Blumhouse, following its merger with James Wan’s Atomic Monster, has scaled up significantly such that it needs to have “major studio-level success,” as Blum puts it. That means $100 million+ movies, which even for Blum and Wan is rare for movies made for just $1 million. He acknowledges that an indie like last year’s “Longlegs” pulled off the feat, and films like “Terrifier 3” came dang close, Blum said today “it’s much harder to do what we started doing 15 years ago.”
“So the way that we’ve addressed that is by adding a bit of money to our model; but still, by studio standards, for instance, the budgets of our movies are 60 percent off the average sticker price, actually probably more, 75 percent off, the average sticker price,” Blum said.
Blumhouse has five remaining movies on its slate for 2025, all of them sequels, including “M3GAN 2.0,” “Five Night’s at Freddy’s 2,” a new “Conjuring” movie, “The Black Phone 2,” and “Mortal Kombat 2.” At the event, Blumhouse also announced it’s in development on “Ma 2,” with Octavia Spencer set to return. But it’s threading a needle in finding original properties that someday can be the next major franchise for Blumhouse.
Together with Atomic Monster it’s branching out into video games, an exciting growth area to tell other horror stories, but Blumhouse president Abhijay Prakash explained that they’re positioned to adapt one of those games into a film should one break out, though that wasn’t the reason it launched the division. Blumhouse also announced at the event it will be adapting another indie horror game hit, “Phasmaphobia.”

Blum is also staying true to the company’s philosophy about finding good stories, things that are genuinely scary, rather than trying to stack them with stars or buzzy directors and figure out the rest later. IndieWire asked Blum about a recent viral video from Charli XCX in which she pitched the idea of a “Final Destination” movie starring all “It Girls,” and directed by Coralie Fargeat for good measure. Blum hadn’t seen the video, but he’d want to hear a bit more.
“Generally, I am not a fan, I think no one on this panel is, of reverse-engineering movies.
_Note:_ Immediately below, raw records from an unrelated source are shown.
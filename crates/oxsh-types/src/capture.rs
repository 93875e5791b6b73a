//! Capture policy for a pipeline's final stage.

use serde::{Deserialize, Serialize};

/// How the caller wants a pipeline's output delivered.
///
/// Only the last stage of a pipeline honors this; interior stages are forced
/// into an internal capture so their output stays inspectable without being
/// streamed twice.
#[derive(Debug, Clone, Copy, PartialEq, Eq, Default, Serialize, Deserialize)]
#[serde(rename_all = "lowercase")]
pub enum CaptureKind {
    /// Stream everything live to the terminal; the caller gets nothing back.
    #[default]
    None,
    /// Buffer stdout (not streamed); stderr stays live. Caller gets a string.
    Stdout,
    /// Buffer and stream both streams. Caller gets a pipeline handle.
    Object,
    /// Same as `Object`, but the result is not echoed interactively.
    HiddenObject,
}

impl CaptureKind {
    /// True when the caller receives a pipeline handle rather than text.
    pub fn returns_handle(&self) -> bool {
        matches!(self, CaptureKind::Object | CaptureKind::HiddenObject)
    }

    /// True when the last stage's stdout is redirected into a capture buffer.
    pub fn captures_stdout(&self) -> bool {
        !matches!(self, CaptureKind::None)
    }

    /// True when the last stage's stderr is redirected into a capture buffer.
    pub fn captures_stderr(&self) -> bool {
        self.returns_handle()
    }

    /// True when captured stdout should also be echoed live as it arrives.
    pub fn streams_stdout(&self) -> bool {
        self.returns_handle()
    }
}

impl std::fmt::Display for CaptureKind {
    fn fmt(&self, f: &mut std::fmt::Formatter<'_>) -> std::fmt::Result {
        match self {
            CaptureKind::None => write!(f, "none"),
            CaptureKind::Stdout => write!(f, "stdout"),
            CaptureKind::Object => write!(f, "object"),
            CaptureKind::HiddenObject => write!(f, "hiddenobject"),
        }
    }
}

/// Policy for turning captured bytes into text.
#[derive(Debug, Clone, Copy, PartialEq, Eq, Default, Serialize, Deserialize)]
#[serde(rename_all = "lowercase")]
pub enum DecodePolicy {
    /// Invalid UTF-8 becomes U+FFFD replacement characters.
    #[default]
    Replace,
    /// Invalid UTF-8 is dropped from the decoded text.
    Ignore,
}
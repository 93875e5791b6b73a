//! Byte-to-text munging shared by readers, proxies, and the pipeline.
//!
//! Captured output keeps two forms: the raw bytes exactly as the child wrote
//! them, and a cleaned decoded form with universal newlines and terminal
//! escape sequences stripped. The cleaning rules here apply only to the
//! decoded form; raw buffers are never touched.

use std::sync::LazyLock;

use regex::bytes::Regex;

use oxsh_types::DecodePolicy;

/// Invisible prompt-marker bytes (SOH..STX) and VT100 control sequences.
static RE_HIDE_ESCAPE: LazyLock<Regex> = LazyLock::new(|| {
    Regex::new(r"(?-u)(\x01.*?\x02|(\x9B|\x1B\[)[0-?]*[ -/]*[@-~])")
        .expect("fixed pattern compiles")
});

/// Decode bytes according to the session's policy.
pub fn decode_bytes(policy: DecodePolicy, bytes: &[u8]) -> String {
    match policy {
        DecodePolicy::Replace => String::from_utf8_lossy(bytes).into_owned(),
        DecodePolicy::Ignore => {
            let mut out = String::with_capacity(bytes.len());
            let mut rest = bytes;
            loop {
                match std::str::from_utf8(rest) {
                    Ok(s) => {
                        out.push_str(s);
                        break;
                    }
                    Err(e) => {
                        let (valid, after) = rest.split_at(e.valid_up_to());
                        // valid_up_to guarantees this slice is UTF-8
                        out.push_str(std::str::from_utf8(valid).unwrap_or(""));
                        match e.error_len() {
                            Some(len) => rest = &after[len..],
                            None => break,
                        }
                    }
                }
            }
            out
        }
    }
}

/// Split a chunk into lines, keeping the line endings.
///
/// Splits after `\n`, and after a `\r` that is not part of `\r\n`. A chunk
/// that ends mid-line yields its tail as a final element, so concatenating
/// the pieces always reproduces the input exactly.
pub fn split_lines_keepends(chunk: &[u8]) -> Vec<Vec<u8>> {
    let mut lines = Vec::new();
    let mut start = 0;
    let mut i = 0;
    while i < chunk.len() {
        match chunk[i] {
            b'\n' => {
                lines.push(chunk[start..=i].to_vec());
                start = i + 1;
            }
            b'\r' => {
                if chunk.get(i + 1) != Some(&b'\n') {
                    lines.push(chunk[start..=i].to_vec());
                    start = i + 1;
                }
            }
            _ => {}
        }
        i += 1;
    }
    if start < chunk.len() {
        lines.push(chunk[start..].to_vec());
    }
    lines
}

/// Clean one captured line: normalize the ending, strip escapes, decode.
pub fn sanitize_line(policy: DecodePolicy, line: &[u8]) -> String {
    let mut line = line.to_vec();
    if line.ends_with(b"\r\n") {
        line.truncate(line.len() - 2);
        line.push(b'\n');
    } else if line.ends_with(b"\r") {
        line.truncate(line.len() - 1);
        line.push(b'\n');
    }
    let stripped = RE_HIDE_ESCAPE.replace_all(&line, &b""[..]);
    decode_bytes(policy, &stripped)
}

/// Clean a whole captured block: universal newlines, strip escapes, decode.
pub fn sanitize_block(policy: DecodePolicy, block: &[u8]) -> String {
    let mut out = Vec::with_capacity(block.len());
    let mut i = 0;
    while i < block.len() {
        match block[i] {
            b'\r' => {
                out.push(b'\n');
                if block.get(i + 1) == Some(&b'\n') {
                    i += 1;
                }
            }
            b => out.push(b),
        }
        i += 1;
    }
    let stripped = RE_HIDE_ESCAPE.replace_all(&out, &b""[..]);
    decode_bytes(policy, &stripped)
}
You never get a good result,” he said. “It’s how, unfortunately, the vast majority of movies are made, but it’s very hard to get a good movie reverse-engineering it.”
Blum added the studio is unlikely to again release a movie day-and-date in theaters and on Peacock as it did with “Five Nights at Freddy’s” but won’t be repeating with the sequel. Horror works best in the theater, not at home, and it’s the reason the genre has consistently grown in popularity and still hasn’t reached its peak. He says it will lead to movies that are one day constructed very differently for theatrical than they are for streaming — not just a difference in quality or budgets — and horror is very equipped for that evolution.
“Horror, in my mind, is the only genre that you just can’t get what you are going to see a horror movie for at home on TV. It doesn’t work,” he said. “The only way to be really scared is when your phone is not with you and when you are in a dark room with a lot of other people and you are fully focused on a movie. You guys try it. Watch a horror movie on streaming, and when you know a scare is coming, look away for two seconds and look back. It stops working. It’s just, your suspension of disbelief is broken, and when you are leading that up to a scare, you are just not scared. It’s actually made horror in cinema stronger.”